Something I Read This Morning on Bluesky

I follow quite a lot of my favourite authors on Bluesky, and this morning, there was a question about whether one of them minded being described as a ‘science fiction author’ rather than a ‘fiction author.’ It got me thinking about genre classifications, personal preferences, and all kinds of stuff that bothers us as human beings.

I generally write science fiction and fantasy myself. Quite often, when people discover I’m an author, they ask what I write, and then apologise, because they ‘don’t like science fiction or fantasy.’ Which I then assume means they’ll never try my stuff. As a reader myself (of course!) who’d read the back of a cereal packet if there was nothing else to read, I don’t really understand this.

I always wonder ‘Have you ever tried to read science fiction or fantasy? Or the umbrella term ‘speculative fiction,’ which always gives me the giggles, because what else could fiction of any kind be but ‘speculative?’ I mean, fiction is called fiction, because we make stuff up. We science fiction and fantasy writers just go a little further than most.

Interlude: Am sitting outside on the deck of an oceanside house and just saw a dolphin.

I’m often bamboozled by the lengths some people will go to to pretend they don’t write science fiction or fantasy. Margaret Atwood is one very famous example. You might know her best as the writer of ‘The Handmaid’s Tale’ which swept into public consciousness with the television series, first aired in 2017. She was happy bot known as a speculative fiction writer, but not a science fiction writer.

Her quibble was that science fiction was effectively pulp (which some undoubtedly is) but could never be literary (which some undoubtedly also is), but that speculative fiction could be literary in a way that ‘squids in space’ could not be.

If you’re an avid reader of all genres (ie. me) you’d know that any book can be literary. And any book can be pulp. And any book could be anywhere in between. What differentiates any work is simply the writing, and the audience. What is one man’s meat, may well be another man’s poison. (Or woman’s for that matter.) And to argue otherwise probably suggests a little intellectual snobbery.

I think there are important things to consider when assessing anything you’ve read. Firstly, did you like it? Secondly, did it affect you in some way? And thirdly, if it affected you, in changing the way you think, or provoking thoughts that remain with you, then you probably found the writing effective.

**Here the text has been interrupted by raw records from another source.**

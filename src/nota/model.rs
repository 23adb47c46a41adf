use serde::Deserialize;
use std::fmt;

/// Identifier of a block in the remote document tree.
#[derive(Debug, Clone, PartialEq, Eq, Hash, Deserialize)]
#[serde(transparent)]
pub struct BlockId(String);

impl BlockId {
    pub fn new(id: impl Into<String>) -> Self {
        Self(id.into())
    }

    pub fn as_str(&self) -> &str {
        &self.0
    }
}

impl fmt::Display for BlockId {
    fn fmt(&self, f: &mut fmt::Formatter<'_>) -> fmt::Result {
        self.0.fmt(f)
    }
}

/// Identifier of a page. A page is also addressable as a block when
/// listing its direct children.
#[derive(Debug, Clone, PartialEq, Eq, Hash, Deserialize)]
#[serde(transparent)]
pub struct PageId(String);

impl PageId {
    pub fn new(id: impl Into<String>) -> Self {
        Self(id.into())
    }

    pub fn as_str(&self) -> &str {
        &self.0
    }

    pub fn as_block(&self) -> BlockId {
        BlockId::new(self.0.clone())
    }
}

impl fmt::Display for PageId {
    fn fmt(&self, f: &mut fmt::Formatter<'_>) -> fmt::Result {
        self.0.fmt(f)
    }
}

/// One node of the remote document's content tree.
///
/// The payload lives inside [`BlockKind`], so a block can never be read
/// through the wrong type's payload.
#[derive(Debug, Clone, Deserialize)]
pub struct Block {
    pub id: BlockId,
    #[serde(default)]
    pub has_children: bool,
    #[serde(flatten)]
    pub kind: BlockKind,
}

/// Closed set of block types, tagged by the API's `type` field.
///
/// Types the API may grow that we do not handle land in `Unsupported`
/// instead of failing deserialization of the whole child list.
#[derive(Debug, Clone, Deserialize)]
#[serde(tag = "type", rename_all = "snake_case")]
pub enum BlockKind {
    Heading1 { heading_1: TextPayload },
    Heading2 { heading_2: TextPayload },
    Heading3 { heading_3: TextPayload },
    Paragraph { paragraph: TextPayload },
    ToDo { to_do: ToDoPayload },
    BulletedListItem { bulleted_list_item: TextPayload },
    NumberedListItem { numbered_list_item: TextPayload },
    Toggle { toggle: TextPayload },
    Equation { equation: EquationPayload },
    Code { code: CodePayload },
    Divider,
    Column,
    ColumnList,
    Image { image: ImagePayload },
    ChildPage { child_page: ChildPagePayload },
    SyncedBlock,
    #[serde(other)]
    Unsupported,
}

impl BlockKind {
    /// The API-side type tag, for error messages.
    pub fn name(&self) -> &'static str {
        match self {
            BlockKind::Heading1 { .. } => "heading_1",
            BlockKind::Heading2 { .. } => "heading_2",
            BlockKind::Heading3 { .. } => "heading_3",
            BlockKind::Paragraph { .. } => "paragraph",
            BlockKind::ToDo { .. } => "to_do",
            BlockKind::BulletedListItem { .. } => "bulleted_list_item",
            BlockKind::NumberedListItem { .. } => "numbered_list_item",
            BlockKind::Toggle { .. } => "toggle",
            BlockKind::Equation { .. } => "equation",
            BlockKind::Code { .. } => "code",
            BlockKind::Divider => "divider",
            BlockKind::Column => "column",
            BlockKind::ColumnList => "column_list",
            BlockKind::Image { .. } => "image",
            BlockKind::ChildPage { .. } => "child_page",
            BlockKind::SyncedBlock => "synced_block",
            BlockKind::Unsupported => "unsupported",
        }
    }
}

impl Block {
    /// Inline text runs of the block, for kinds that carry any.
    pub fn rich_text(&self) -> Option<&[RichText]> {
        match &self.kind {
            BlockKind::Heading1 { heading_1: p }
            | BlockKind::Heading2 { heading_2: p }
            | BlockKind::Heading3 { heading_3: p }
            | BlockKind::Paragraph { paragraph: p }
            | BlockKind::BulletedListItem {
                bulleted_list_item: p,
            }
            | BlockKind::NumberedListItem {
                numbered_list_item: p,
            }
            | BlockKind::Toggle { toggle: p } => Some(&p.rich_text),
            BlockKind::ToDo { to_do } => Some(&to_do.rich_text),
            BlockKind::Code { code } => Some(&code.rich_text),
            _ => None,
        }
    }

    /// Undecorated text content, runs concatenated.
    pub fn plain_text(&self) -> String {
        self.rich_text()
            .map(|runs| runs.iter().map(|rt| rt.plain_text.as_str()).collect())
            .unwrap_or_default()
    }
}

#[derive(Debug, Clone, Default, Deserialize)]
pub struct TextPayload {
    #[serde(default)]
    pub rich_text: Vec<RichText>,
}

#[derive(Debug, Clone, Default, Deserialize)]
pub struct ToDoPayload {
    #[serde(default)]
    pub rich_text: Vec<RichText>,
    #[serde(default)]
    pub checked: bool,
}

#[derive(Debug, Clone, Deserialize)]
pub struct EquationPayload {
    pub expression: String,
}

#[derive(Debug, Clone, Default, Deserialize)]
pub struct CodePayload {
    #[serde(default)]
    pub rich_text: Vec<RichText>,
    #[serde(default)]
    pub language: String,
}

/// Where an image block's bytes live. External images carry the original
/// URL, hosted files a signed temporary one.
#[derive(Debug, Clone, Deserialize)]
#[serde(tag = "type", rename_all = "snake_case")]
pub enum ImagePayload {
    External { external: FileRef },
    File { file: FileRef },
    #[serde(other)]
    Unsupported,
}

#[derive(Debug, Clone, Deserialize)]
pub struct FileRef {
    pub url: String,
}

#[derive(Debug, Clone, Deserialize)]
pub struct ChildPagePayload {
    pub title: String,
}

/// One styled fragment of inline text.
#[derive(Debug, Clone, Default, Deserialize)]
pub struct RichText {
    #[serde(rename = "type", default)]
    pub kind: RichTextKind,
    #[serde(default)]
    pub plain_text: String,
    #[serde(default)]
    pub annotations: Annotations,
}

impl RichText {
    /// A plain, unannotated text run.
    pub fn text(content: impl Into<String>) -> Self {
        Self {
            plain_text: content.into(),
            ..Self::default()
        }
    }
}

#[derive(Debug, Clone, Copy, Default, PartialEq, Eq, Deserialize)]
#[serde(rename_all = "snake_case")]
pub enum RichTextKind {
    #[default]
    Text,
    Equation,
    Mention,
    #[serde(other)]
    Other,
}

#[derive(Debug, Clone, Copy, Default, PartialEq, Eq, Deserialize)]
pub struct Annotations {
    #[serde(default)]
    pub bold: bool,
    #[serde(default)]
    pub italic: bool,
    #[serde(default)]
    pub strikethrough: bool,
    #[serde(default)]
    pub underline: bool,
    #[serde(default)]
    pub code: bool,
    #[serde(default)]
    pub color: Color,
}

/// Text color names the API uses. Background variants and anything we
/// cannot map to a terminal color fall through to `Other`.
#[derive(Debug, Clone, Copy, Default, PartialEq, Eq, Deserialize)]
#[serde(rename_all = "snake_case")]
pub enum Color {
    #[default]
    Default,
    Gray,
    Brown,
    Orange,
    Yellow,
    Green,
    Blue,
    Purple,
    Pink,
    Red,
    #[serde(other)]
    Other,
}

/// The document root: a title (with optional emoji icon) plus one child
/// block list fetched separately.
#[derive(Debug, Clone, Deserialize)]
pub struct Page {
    pub id: PageId,
    #[serde(default)]
    pub icon: Option<Icon>,
    #[serde(default)]
    pub properties: PageProperties,
}

impl Page {
    /// Title runs, when the page has a non-empty title property.
    pub fn title_runs(&self) -> Option<&[RichText]> {
        self.properties
            .title
            .as_ref()
            .map(|t| t.title.as_slice())
            .filter(|runs| !runs.is_empty())
    }

    /// The emoji icon, when the page has one.
    pub fn emoji(&self) -> Option<&str> {
        match &self.icon {
            Some(Icon::Emoji { emoji }) => Some(emoji.as_str()),
            _ => None,
        }
    }
}

#[derive(Debug, Clone, Default, Deserialize)]
pub struct PageProperties {
    #[serde(default)]
    pub title: Option<TitleProperty>,
}

#[derive(Debug, Clone, Default, Deserialize)]
pub struct TitleProperty {
    #[serde(default)]
    pub title: Vec<RichText>,
}

#[derive(Debug, Clone, Deserialize)]
#[serde(tag = "type", rename_all = "snake_case")]
pub enum Icon {
    Emoji { emoji: String },
    #[serde(other)]
    Other,
}

#[cfg(test)]
mod tests {
    use super::*;

    #[test]
    fn to_do_block_deserializes_with_payload() {
        let json = r#"{
            "id": "b1",
            "type": "to_do",
            "has_children": false,
            "created_time": "2023-01-01T00:00:00.000Z",
            "to_do": {
                "rich_text": [{
                    "type": "text",
                    "plain_text": "buy milk",
                    "annotations": {
                        "bold": true, "italic": false, "strikethrough": false,
                        "underline": false, "code": false, "color": "default"
                    }
                }],
                "checked": true
            }
        }"#;
        let block: Block = serde_json::from_str(json).unwrap();
        assert!(!block.has_children);
        match &block.kind {
            BlockKind::ToDo { to_do } => {
                assert!(to_do.checked);
                assert_eq!(to_do.rich_text[0].plain_text, "buy milk");
                assert!(to_do.rich_text[0].annotations.bold);
            }
            other => panic!("wrong kind: {}", other.name()),
        }
    }

    #[test]
    fn unrecognized_type_becomes_unsupported() {
        let json = r#"{"id": "b2", "type": "breadcrumb", "has_children": false, "breadcrumb": {}}"#;
        let block: Block = serde_json::from_str(json).unwrap();
        assert!(matches!(block.kind, BlockKind::Unsupported));
    }

    #[test]
    fn image_source_kinds() {
        let external = r#"{"id": "b3", "type": "image",
            "image": {"type": "external", "external": {"url": "https://x/y.png"}}}"#;
        let block: Block = serde_json::from_str(external).unwrap();
        match &block.kind {
            BlockKind::Image {
                image: ImagePayload::External { external },
            } => assert_eq!(external.url, "https://x/y.png"),
            _ => panic!("expected external image"),
        }

        let hosted = r#"{"id": "b4", "type": "image",
            "image": {"type": "file", "file": {"url": "https://files/z.png", "expiry_time": "t"}}}"#;
        let block: Block = serde_json::from_str(hosted).unwrap();
        assert!(matches!(
            block.kind,
            BlockKind::Image {
                image: ImagePayload::File { .. }
            }
        ));
    }

    #[test]
    fn unknown_color_falls_back_to_other() {
        let json = r#"{"bold": false, "italic": false, "strikethrough": false,
            "underline": false, "code": false, "color": "red_background"}"#;
        let a: Annotations = serde_json::from_str(json).unwrap();
        assert_eq!(a.color, Color::Other);
    }

    #[test]
    fn page_title_and_emoji() {
        let json = r#"{
            "id": "p1",
            "icon": {"type": "emoji", "emoji": "🚀"},
            "properties": {
                "title": {"type": "title", "title": [{"type": "text", "plain_text": "Launch"}]}
            }
        }"#;
        let page: Page = serde_json::from_str(json).unwrap();
        assert_eq!(page.emoji(), Some("🚀"));
        assert_eq!(page.title_runs().unwrap()[0].plain_text, "Launch");
    }

    #[test]
    fn page_without_title_property() {
        let json = r#"{"id": "p2", "properties": {}}"#;
        let page: Page = serde_json::from_str(json).unwrap();
        assert!(page.title_runs().is_none());
    }
}
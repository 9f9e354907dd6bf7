//! Web of Influence Domain Layer
//!
//! This crate contains the game model for Web of Influence. It has no external
//! dependencies and defines the value objects that every other layer passes
//! around, plus the trait boundary to the text-completion service.
//!
//! ## Key Concepts
//!
//! - **Difficulty**: How far apart the two people of a challenge should be
//! - **ConnectionPair**: The two distinct people the player must connect
//! - **ChainEntry**: One person in a chain, optionally annotated with how they met
//! - **ConnectionPath**: An ordered chain anchored on both people of a pair
//!
//! ## Architecture
//!
//! - No external crate dependencies
//! - Invalid pairs and paths are unrepresentable: constructors validate
//! - Infrastructure (HTTP providers, parsing, fallbacks) lives in other crates

#![warn(missing_docs)]
#![warn(clippy::all)]

pub mod difficulty;
pub mod pair;
pub mod path;
pub mod traits;

// Re-exports for convenience
pub use difficulty::Difficulty;
pub use pair::{ConnectionPair, PairError};
pub use path::{ChainEntry, ConnectionPath, PathError};
pub use traits::CompletionProvider;
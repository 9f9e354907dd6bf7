//! Deterministic fallback values
//!
//! Served whenever the completion call or the parser fails. Nothing here
//! can fail and nothing here is random: the same inputs always give the same
//! output.

use influence_domain::{ChainEntry, ConnectionPair, ConnectionPath, Difficulty};

/// The pair the parser settles on when no strategy recovers two names
///
/// Distinct from the per-difficulty table below: it answers "the model said
/// something unreadable", not "the round could not be set up".
pub const PARSER_DEFAULT_PAIR: (&str, &str) = ("Albert Einstein", "Barack Obama");

/// Generic intermediaries used to synthesize a chain, in order
pub const FALLBACK_INTERMEDIATES: [(&str, &str); 5] = [
    ("Mutual Friend", "social circle"),
    ("Famous Actor", "industry event"),
    ("Talk Show Host", "TV interview"),
    ("Director", "film collaboration"),
    ("Politician", "public event"),
];

/// The hardcoded names behind [`fallback_pair`]
pub fn fallback_names(difficulty: Difficulty) -> (&'static str, &'static str) {
    match difficulty.resolved() {
        Difficulty::Easy => ("Barack Obama", "Taylor Swift"),
        Difficulty::Hard => ("Ada Lovelace", "Cristiano Ronaldo"),
        _ => ("Albert Einstein", "Beyoncé"),
    }
}

/// The fixed challenge pair for a difficulty
///
/// Unspecified difficulty gets the medium pair.
pub fn fallback_pair(difficulty: Difficulty) -> ConnectionPair {
    let (person1, person2) = fallback_names(difficulty);
    ConnectionPair::new(person1, person2).expect("fallback table holds distinct, non-empty names")
}

/// How many generic intermediaries a synthesized chain gets
pub fn intermediate_count(difficulty: Difficulty) -> usize {
    match difficulty {
        Difficulty::Easy => 1,
        Difficulty::Medium => 3,
        Difficulty::Hard => 5,
        Difficulty::Unspecified => 2,
    }
}

/// Synthesize `[person1, ...generic intermediaries, person2]`
///
/// # Examples
///
/// ```
/// use influence_domain::Difficulty;
/// use influence_engine::fallback_path;
///
/// let path = fallback_path("Alice", "Carol", Difficulty::Easy);
/// assert_eq!(path.to_strings(), vec!["Alice", "Mutual Friend - social circle", "Carol"]);
/// ```
pub fn fallback_path(person1: &str, person2: &str, difficulty: Difficulty) -> ConnectionPath {
    let intermediates = FALLBACK_INTERMEDIATES
        .iter()
        .take(intermediate_count(difficulty))
        .map(|(role, reason)| ChainEntry::with_explanation(*role, *reason));

    let entries: Vec<ChainEntry> = std::iter::once(ChainEntry::new(person1))
        .chain(intermediates)
        .chain(std::iter::once(ChainEntry::new(person2)))
        .collect();

    ConnectionPath::new(entries).unwrap_or_else(|_| ConnectionPath::direct(person1, person2))
}

#[cfg(test)]
mod tests {
    use super::*;
    use proptest::prelude::*;

    const ALL: [Difficulty; 4] = [
        Difficulty::Easy,
        Difficulty::Medium,
        Difficulty::Hard,
        Difficulty::Unspecified,
    ];

    #[test]
    fn test_fallback_pairs_are_distinct_and_non_empty() {
        for difficulty in ALL {
            let pair = fallback_pair(difficulty);
            assert!(!pair.person1().is_empty());
            assert!(!pair.person2().is_empty());
            assert_ne!(pair.person1().to_lowercase(), pair.person2().to_lowercase());
        }
    }

    #[test]
    fn test_fallback_pair_table() {
        assert_eq!(fallback_pair(Difficulty::Easy).person2(), "Taylor Swift");
        assert_eq!(fallback_pair(Difficulty::Medium).person2(), "Beyoncé");
        assert_eq!(fallback_pair(Difficulty::Hard).person1(), "Ada Lovelace");
        assert_eq!(
            fallback_pair(Difficulty::Unspecified),
            fallback_pair(Difficulty::Medium)
        );
    }

    #[test]
    fn test_parser_default_differs_from_table() {
        for difficulty in ALL {
            assert_ne!(fallback_names(difficulty), PARSER_DEFAULT_PAIR);
        }
    }

    #[test]
    fn test_fallback_path_lengths() {
        assert_eq!(fallback_path("A", "B", Difficulty::Easy).entries().len(), 3);
        assert_eq!(fallback_path("A", "B", Difficulty::Medium).entries().len(), 5);
        assert_eq!(fallback_path("A", "B", Difficulty::Hard).entries().len(), 7);
        assert_eq!(fallback_path("A", "B", Difficulty::Unspecified).entries().len(), 4);
    }

    #[test]
    fn test_fallback_path_shape() {
        let path = fallback_path("Ada Lovelace", "Cristiano Ronaldo", Difficulty::Hard);
        assert_eq!(
            path.to_strings(),
            vec![
                "Ada Lovelace",
                "Mutual Friend - social circle",
                "Famous Actor - industry event",
                "Talk Show Host - TV interview",
                "Director - film collaboration",
                "Politician - public event",
                "Cristiano Ronaldo",
            ]
        );
        assert!(path.is_anchored("Ada Lovelace", "Cristiano Ronaldo"));
    }

    proptest! {
        #[test]
        fn prop_fallback_path_is_idempotent(p1 in "[A-Za-z ]{1,20}", p2 in "[A-Za-z ]{1,20}", idx in 0usize..4) {
            let difficulty = ALL[idx];
            let first = fallback_path(&p1, &p2, difficulty);
            let second = fallback_path(&p1, &p2, difficulty);
            prop_assert_eq!(&first, &second);
            prop_assert_eq!(first.entries().len(), intermediate_count(difficulty) + 2);
        }
    }
}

There are things I read simply because they make me happy. Other books have stories that are fascinating and draw me in. Others have unforgettable characters, or lines, or collections of words. Some books tell stories whose endings I simply have to know. Occasionally there are books I slog through and then think ‘Why did I read that?’ But all of those works have left their marks somewhere in my mind.

What I would suggest, is that great writing can be found in any genre. And great writing isn’t necessarily what someone might call ‘literary.’ Great writing is writing that resonates with you. I suspect I’d never win a Booker prize, but I have heard people say they haven’t been able to put my books down. (That’s the nicest thing you can ever say to an author by the way.) There are some books I return to time after time, and read again and again, finding something fresh and new and enjoyable each time.

My very favourites I listen to on audiobook, which gives me an even deeper understanding of what might be, and how things are, and sometimes, even a little more insight to the author themselves.